Des contestations surgirent de plus belle tandis que Khavarat et Joguran s’esclaffèrent. À hauteur de son amie, Héliandri demeura impavide malgré tout, réduisant la distance avec Larsen.
— Un gigantesque pilier de lumière d’un jaune flamboyant, mentionna-t-elle. Même après trente ans d’exploration, même après ma précédente aventure, je suis toujours impressionnée. Vous n’avez pas pu la manquer.
— Nous en avons déjà débattu, précisa Larsen. Nous serions ravis d’avoir ton opinion à ce sujet, mais ce sera pour une future réunion du parlement.
— Au contraire, il faut trancher maintenant ! Et je vous remercie déjà du temps que vous m’accordez… Vous voyez, j’ai exploré Menistas de fond en comble. Mais à l’aube de ma cinquantaine, je me rends seulement dans votre archipel pour la première fois. Je connais si peu sur votre pays, encore moins votre rivalité avec Sewerti. Wixa et moi ne sommes que des éléments extérieurs, et vouloir apporter une voix neutre pourrait vous sembler hors de notre portée.
— Ce sujet aurait été évoqué tôt ou tard avec nos invités… Cette colonne de lumière est issue d’une île au nord. Entre le Ryusdal et le Sewerti, pour être précis… Elle incarne la parfaite illustration de nos différends. Nos deux pays revendiquent cette île, mais elle fut longtemps considérée si longtemps comme sans intérêt que nous ne souhaitions guère aller plus loin. Héliandri, ne serais-tu pas en train de raviver ses flammes ?
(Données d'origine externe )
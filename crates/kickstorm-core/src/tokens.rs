//! Signed tokens for short-lived file downloads.
//!
//! Payload: issued_at (u64 BE) || project_id (i64 BE) || path bytes.
//! Token = base64url(payload || HMAC-SHA256(secret, salt || payload)).
//!
//! Tokens are single-purpose read capabilities binding one project and one
//! sanitized path. They carry no user identity; authorization happens at
//! issuance time, which is gated by project membership.

use base64::Engine;
use hmac::{Hmac, Mac};
use sha2::Sha256;
use std::time::{Duration, SystemTime, UNIX_EPOCH};
use thiserror::Error;

const HEADER_LEN: usize = 8 + 8; // issued_at + project_id
const MAC_LEN: usize = 32; // SHA256

#[derive(Debug, Error, PartialEq, Eq)]
pub enum TokenError {
    #[error("file token has expired")]
    Expired,
    #[error("file token is invalid")]
    Invalid,
}

/// Verified token contents.
#[derive(Debug, Clone, PartialEq, Eq)]
pub struct TokenPayload {
    pub project_id: i64,
    pub path: String,
    pub issued_at: u64,
}

/// Build a signed download token for one project file. The path must already
/// be sanitized.
pub fn sign(project_id: i64, path: &str, secret: &[u8], salt: &str) -> String {
    let issued_at = SystemTime::now()
        .duration_since(UNIX_EPOCH)
        .unwrap_or_default()
        .as_secs();

    let mut payload = Vec::with_capacity(HEADER_LEN + path.len());
    payload.extend_from_slice(&issued_at.to_be_bytes());
    payload.extend_from_slice(&project_id.to_be_bytes());
    payload.extend_from_slice(path.as_bytes());

    let tag = compute_tag(secret, salt, &payload);

    let mut token_bytes = payload;
    token_bytes.extend_from_slice(&tag);

    base64::engine::general_purpose::URL_SAFE_NO_PAD.encode(token_bytes)
}

/// Verify a token's signature and age, returning the bound payload.
pub fn verify(
    token: &str,
    secret: &[u8],
    salt: &str,
    max_age: Duration,
) -> Result<TokenPayload, TokenError> {
    let decoded = base64::engine::general_purpose::URL_SAFE_NO_PAD
        .decode(token)
        .map_err(|_| TokenError::Invalid)?;
    if decoded.len() < HEADER_LEN + MAC_LEN {
        return Err(TokenError::Invalid);
    }

    let (payload, tag) = decoded.split_at(decoded.len() - MAC_LEN);
    let mut mac = Hmac::<Sha256>::new_from_slice(secret).expect("HMAC accepts any key size");
    mac.update(salt.as_bytes());
    mac.update(payload);
    mac.verify_slice(tag).map_err(|_| TokenError::Invalid)?;

    let issued_at = u64::from_be_bytes(payload[0..8].try_into().map_err(|_| TokenError::Invalid)?);
    let project_id =
        i64::from_be_bytes(payload[8..16].try_into().map_err(|_| TokenError::Invalid)?);
    let path = std::str::from_utf8(&payload[HEADER_LEN..])
        .map_err(|_| TokenError::Invalid)?
        .to_string();

    let now = SystemTime::now()
        .duration_since(UNIX_EPOCH)
        .unwrap_or_default()
        .as_secs();
    // Tokens from the future are tampered clocks, not fresh tokens.
    if issued_at > now {
        return Err(TokenError::Invalid);
    }
    if now - issued_at > max_age.as_secs() {
        return Err(TokenError::Expired);
    }

    Ok(TokenPayload {
        project_id,
        path,
        issued_at,
    })
}

fn compute_tag(secret: &[u8], salt: &str, payload: &[u8]) -> [u8; MAC_LEN] {
    let mut mac = Hmac::<Sha256>::new_from_slice(secret).expect("HMAC accepts any key size");
    mac.update(salt.as_bytes());
    mac.update(payload);
    mac.finalize().into_bytes().into()
}

#[cfg(test)]
mod tests {
    use super::*;

    const SECRET: &[u8] = b"unit-test-secret-key-for-file-tokens";
    const SALT: &str = "workspace-file-token";

    #[test]
    fn test_round_trip() {
        let token = sign(42, "src/main.rs", SECRET, SALT);
        let payload = verify(&token, SECRET, SALT, Duration::from_secs(300)).unwrap();
        assert_eq!(payload.project_id, 42);
        assert_eq!(payload.path, "src/main.rs");
    }

    #[test]
    fn test_round_trip_negative_project_id() {
        let token = sign(-7, "a.txt", SECRET, SALT);
        let payload = verify(&token, SECRET, SALT, Duration::from_secs(300)).unwrap();
        assert_eq!(payload.project_id, -7);
    }

    #[test]
    fn test_tampered_token_is_invalid() {
        let token = sign(1, "a.txt", SECRET, SALT);
        let mut bytes = base64::engine::general_purpose::URL_SAFE_NO_PAD
            .decode(&token)
            .unwrap();
        let last = bytes.len() - 1;
        bytes[last] ^= 0x01;
        let tampered = base64::engine::general_purpose::URL_SAFE_NO_PAD.encode(bytes);
        assert_eq!(
            verify(&tampered, SECRET, SALT, Duration::from_secs(300)),
            Err(TokenError::Invalid)
        );
    }

    #[test]
    fn test_wrong_secret_is_invalid() {
        let token = sign(1, "a.txt", SECRET, SALT);
        assert_eq!(
            verify(&token, b"another-secret-entirely-here", SALT, Duration::from_secs(300)),
            Err(TokenError::Invalid)
        );
    }

    #[test]
    fn test_wrong_salt_is_invalid() {
        let token = sign(1, "a.txt", SECRET, SALT);
        assert_eq!(
            verify(&token, SECRET, "other-salt", Duration::from_secs(300)),
            Err(TokenError::Invalid)
        );
    }

    #[test]
    fn test_expired_token() {
        // Hand-build a token issued 10 minutes in the past.
        let issued_at = SystemTime::now()
            .duration_since(UNIX_EPOCH)
            .unwrap()
            .as_secs()
            - 600;
        let mut payload = Vec::new();
        payload.extend_from_slice(&issued_at.to_be_bytes());
        payload.extend_from_slice(&1i64.to_be_bytes());
        payload.extend_from_slice(b"a.txt");
        let tag = compute_tag(SECRET, SALT, &payload);
        let mut token_bytes = payload;
        token_bytes.extend_from_slice(&tag);
        let token = base64::engine::general_purpose::URL_SAFE_NO_PAD.encode(token_bytes);

        assert_eq!(
            verify(&token, SECRET, SALT, Duration::from_secs(300)),
            Err(TokenError::Expired)
        );
        // Still within a generous max age.
        assert!(verify(&token, SECRET, SALT, Duration::from_secs(3600)).is_ok());
    }

    #[test]
    fn test_garbage_tokens_are_invalid() {
        for junk in ["", "x", "not-base64!!!", "AAAA"] {
            assert_eq!(
                verify(junk, SECRET, SALT, Duration::from_secs(300)),
                Err(TokenError::Invalid)
            );
        }
    }
}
— Vous vous disputiez avant que je débarque ! Et puis, certaines forces ne peuvent être conquises, mais elles peuvent être comprises.
Héliandri se retourna sans attendre la réponse de Larsen, au lieu de quoi elle opina en direction de Wixa. Elle baigna dans l’éclat austral, silhouette unique sur la plateforme. Chaque réquisitoire devait être éludé, chaque doute devait être expurgé. Avisant l’hostilité des représentants, contre laquelle elle restait placide, l’aventurière les sollicita d’une poigne ferme et d’une main tendue.
— Nous devons observer cette île de plus près, suggéra-t-elle. D’après mon expérience, il ne peut s’agir que d’une relique des temps anciens. Une connexion entre notre passé et notre avenir. Je propose donc une expédition. Amirale Ghester, qu’en pensez-vous ?
— Pourquoi ça devrait être la première priorité ? demanda la concernée.
— Car la vérité qui s’y dissimule va bouleverser notre histoire. Cette préoccupation se situe bien au-delà de nos divisions. Terekas ou tegaras, continentaux ou insulaires, ludrams ou humains, nous sommes tous concernés. Si quelqu’un doit s’y rendre, alors ce ne doit pas être le citoyen d’une seule nation. Moi-même, je me considère apatride, mais je ne peux y aller seule.
— L’aventurière veut accomplir de nouveaux miracles ? ironisa Joguran. Une coalition entre des voix jugées irréconciliables ?
— Je vous en demande beaucoup, je sais, mais croyez-moi, c’est capital.
Héliandri ferma brièvement les paupières, prit une longue inspiration. L’idée était de réfléchir à chacun de ses mots, quitte à faire patienter davantage une audience qui s’y accrochait.
— Nous avons les clés pour comprendre notre passé, déclara-t-elle. Et si mes hypothèses sont correctes… Je parle d’une époque plus lointaine encore que les terekas.